Exercise:
Search each line of the data for the word "InvalidInput"; copy every line where it is found.

Input for this task:
━━━━━━━━━━━━━━━━━━━━━━━━━━━━━━

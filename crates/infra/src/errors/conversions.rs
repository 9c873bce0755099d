//! Conversions from external infrastructure errors into domain errors.

use std::time::Duration;

use cvforge_domain::CvForgeError;
use reqwest::Error as HttpError;

use crate::api::errors::ApiError;

/// Error newtype that keeps conversions on the infrastructure side and can be
/// converted back into the domain error.
#[derive(Debug)]
pub struct InfraError(pub CvForgeError);

impl From<InfraError> for CvForgeError {
    fn from(value: InfraError) -> Self {
        value.0
    }
}

impl From<CvForgeError> for InfraError {
    fn from(value: CvForgeError) -> Self {
        InfraError(value)
    }
}

/* -------------------------------------------------------------------------- */
/* reqwest::Error → ApiError */
/* -------------------------------------------------------------------------- */

/// Classify a transport-level failure.
///
/// `timeout` is the per-attempt budget that was in force, reported back on
/// timeouts.
pub fn classify_transport_error(err: &HttpError, timeout: Duration) -> ApiError {
    if err.is_timeout() {
        return ApiError::Timeout(timeout);
    }

    #[cfg(not(target_arch = "wasm32"))]
    if err.is_connect() {
        return ApiError::Network(format!("connection failure: {err}"));
    }

    if err.is_builder() {
        return ApiError::Config(format!("invalid request: {err}"));
    }

    if err.is_decode() {
        return ApiError::Decode(err.to_string());
    }

    if let Some(status) = err.status() {
        return ApiError::from_status(status.as_u16(), err.to_string());
    }

    ApiError::Network(err.to_string())
}

impl From<HttpError> for InfraError {
    fn from(value: HttpError) -> Self {
        let message = value.to_string();
        let mapped = if value.is_builder() {
            CvForgeError::Config(message)
        } else if let Some(status) = value.status() {
            match status.as_u16() {
                401 | 403 => CvForgeError::Auth(message),
                404 => CvForgeError::NotFound(message),
                400..=499 => CvForgeError::InvalidInput(message),
                _ => CvForgeError::Network(message),
            }
        } else {
            CvForgeError::Network(message)
        };
        InfraError(mapped)
    }
}

/* -------------------------------------------------------------------------- */
/* std::io::Error / serde_json::Error → CvForgeError */
/* -------------------------------------------------------------------------- */

impl From<std::io::Error> for InfraError {
    fn from(value: std::io::Error) -> Self {
        let mapped = match value.kind() {
            std::io::ErrorKind::NotFound => CvForgeError::NotFound(value.to_string()),
            _ => CvForgeError::Storage(value.to_string()),
        };
        InfraError(mapped)
    }
}

impl From<serde_json::Error> for InfraError {
    fn from(value: serde_json::Error) -> Self {
        InfraError(CvForgeError::Storage(format!("invalid JSON: {value}")))
    }
}

impl From<ApiError> for InfraError {
    fn from(value: ApiError) -> Self {
        let message = value.to_string();
        let mapped = match value {
            ApiError::Auth { .. } | ApiError::SessionExpired(_) => CvForgeError::Auth(message),
            ApiError::Validation(_) => CvForgeError::InvalidInput(message),
            ApiError::Client { status: 404, .. } => CvForgeError::NotFound(message),
            ApiError::Client { .. } => CvForgeError::InvalidInput(message),
            ApiError::Config(_) => CvForgeError::Config(message),
            ApiError::Decode(_) | ApiError::Cancelled => CvForgeError::Internal(message),
            ApiError::RateLimit(_)
            | ApiError::Server { .. }
            | ApiError::Network(_)
            | ApiError::Timeout(_)
            | ApiError::CircuitOpen { .. } => CvForgeError::Network(message),
        };
        InfraError(mapped)
    }
}

/* -------------------------------------------------------------------------- */
/* Tests */
/* -------------------------------------------------------------------------- */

━━━━━━━━━━━━━━━━━━━━━━━━━━━━━━

Output of the task:
                400..=499 => CvForgeError::InvalidInput(message),
            ApiError::Validation(_) => CvForgeError::InvalidInput(message),
            ApiError::Client { .. } => CvForgeError::InvalidInput(message),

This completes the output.